How have you constructed the bridges of your career?

Honestly, I was doing a certain thing by accident back in the day: categorizing people. So if you know me from poetry, then I’m not going to put you in my art realm or I’m not going to put you in my music route. But I didn’t realize the six degrees of separation is real. And because it is so real, when I would put people in those different categories and people would know each other from those different categories, they’d be like, “well you mean Yogii the poet?”

And they’d be like, no, I mean, the artist, 

no, you mean the singer, 

but like, no you mean the girl that works at Belk.” 

Somebody told me “you wrote a book, I don’t even know why you didn’t tell me.” Well, you’re not in that box, you know? But that’s how that works and now people want to know more about my work.

Another thing I did was I wanted to prove things to myself. When I went to Southern Fried Poetry, I didn’t know what it was. I didn’t know it was the second largest national poetry festival. I had no idea. I just put my money up and decided to go. I didn’t tell anybody. Finally, I told El’Ja, “You need to see this.” It was like the last two days of competition, the day before the final stage, and he knew a lot of the people there. I didn’t hardly know anybody, but I wanted it that way. I was trying to prove to myself that I was not wasting my time by writing poetry, by being just who I was. I was proving to myself that it wasn’t a waste of time. And I think for me, a lot of things that I have done and still do to this day are just to prove a point to myself. 

A lot of times, too, for me, it takes a contest. When I wrote my first book, I put it up for a contest. So Fried, that was a contest. The wire dress was for a contest. Sometimes that extra push of a contest makes it even more exciting: just being able to know that it can be done, even if I don’t know anything about it, makes it even more amazing.

And I pivot myself into positions that have always been able to bridge me into the next thing. People don’t believe it, but sometimes you just gotta go, you gotta do. Because if you’re in that space, they will see you and they will wonder about you and they will make room for your talents. I continue to put myself in places that most people wouldn’t even dare, just because they thought they wouldn’t make it in that space. I’m in that space and you’re going to see me. 

Photo Credit Eric L. Brim

Who do you consider your present artistic cohort? 

I have been going to writing workshops during this whole pandemic: Cultivating Content, Craft, and Conversation by Christine-Jean Blain and Kimberley Gaubault. It’s open with donation for anybody to come to the workshop. They are amazing: they push and they question and they give the best prompts.

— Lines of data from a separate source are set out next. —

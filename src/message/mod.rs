// Copyright 2019-2026 ChainSafe Systems
// SPDX-License-Identifier: Apache-2.0, MIT

mod receipt;

pub use receipt::MessageReceipt;

use fvm_ipld_encoding::RawBytes;
use fvm_ipld_encoding::tuple::*;
use fvm_shared4::address::Address;
use fvm_shared4::crypto::signature::Signature;
use fvm_shared4::econ::TokenAmount;

/// Method number of a plain value transfer.
pub const METHOD_SEND: u64 = 0;

/// An unsigned message, as included in a block.
///
/// The store never executes messages; it only needs them to be addressable
/// and presentable.
#[derive(Clone, Debug, PartialEq, Eq, Serialize_tuple, Deserialize_tuple)]
pub struct Message {
    pub to: Address,
    pub from: Address,
    pub sequence: u64,
    pub value: TokenAmount,
    pub method_num: u64,
    pub params: RawBytes,
}

impl Message {
    /// A value transfer from `from` to `to`.
    pub fn transfer(from: Address, to: Address, sequence: u64, value: TokenAmount) -> Self {
        Self {
            to,
            from,
            sequence,
            value,
            method_num: METHOD_SEND,
            params: RawBytes::default(),
        }
    }
}

/// Represents a wrapped message with signature bytes.
#[derive(Clone, Debug, PartialEq, Eq, Serialize_tuple, Deserialize_tuple)]
pub struct SignedMessage {
    pub message: Message,
    pub signature: Signature,
}

impl SignedMessage {
    /// Wraps a message and its signature. The signature is not verified.
    pub fn new_unchecked(message: Message, signature: Signature) -> Self {
        Self { message, signature }
    }

    pub fn message(&self) -> &Message {
        &self.message
    }

    pub fn signature(&self) -> &Signature {
        &self.signature
    }

    pub fn from(&self) -> Address {
        self.message.from
    }

    pub fn to(&self) -> Address {
        self.message.to
    }
}
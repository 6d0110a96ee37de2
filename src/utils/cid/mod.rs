// Copyright 2019-2026 ChainSafe Systems
// SPDX-License-Identifier: Apache-2.0, MIT

use cid::Cid;
use multihash_codetable::{Code, MultihashDigest as _};

/// Extension methods for constructing `dag-cbor` [Cid]
pub trait CidCborExt {
    /// Default CID builder for Filecoin
    ///
    /// - The default codec is [`fvm_ipld_encoding::DAG_CBOR`]
    /// - The default hash function is 256 bit BLAKE2b
    fn from_cbor_blake2b256<S: serde::ser::Serialize>(obj: &S) -> anyhow::Result<Cid> {
        let (cid, _) = car_block(obj)?;
        Ok(cid)
    }
}

impl CidCborExt for Cid {}

/// Encodes `obj` as DAG-CBOR, returning the bytes together with their CID.
pub fn car_block<S: serde::ser::Serialize>(obj: &S) -> anyhow::Result<(Cid, Vec<u8>)> {
    let data = fvm_ipld_encoding::to_vec(obj)?;
    let cid = Cid::new_v1(fvm_ipld_encoding::DAG_CBOR, Code::Blake2b256.digest(&data));
    Ok((cid, data))
}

When I’m there in that virtual space, I feel free. I can write, I can really just put pen to pad: whatever comes out comes out. I give them a lot of credit for creating that space. There’s other workshops I’ve gone to and I have my own artists’ retreats where I work with people. But for me, for that release, yeah, that does it. 

Right now I’m focused on writing, but when summer hits, I go back into painting because I can be outside. I can’t wait to get on canvas cause I want to practice more with watercolors. I have lots of visions in my mind, so I want to get those down. Usually I cycle a year creatively, so when I can get outside, that’s usually the time I paint and when it’s cold outside is when I’m inside, working on next year’s plans or writing and doing things.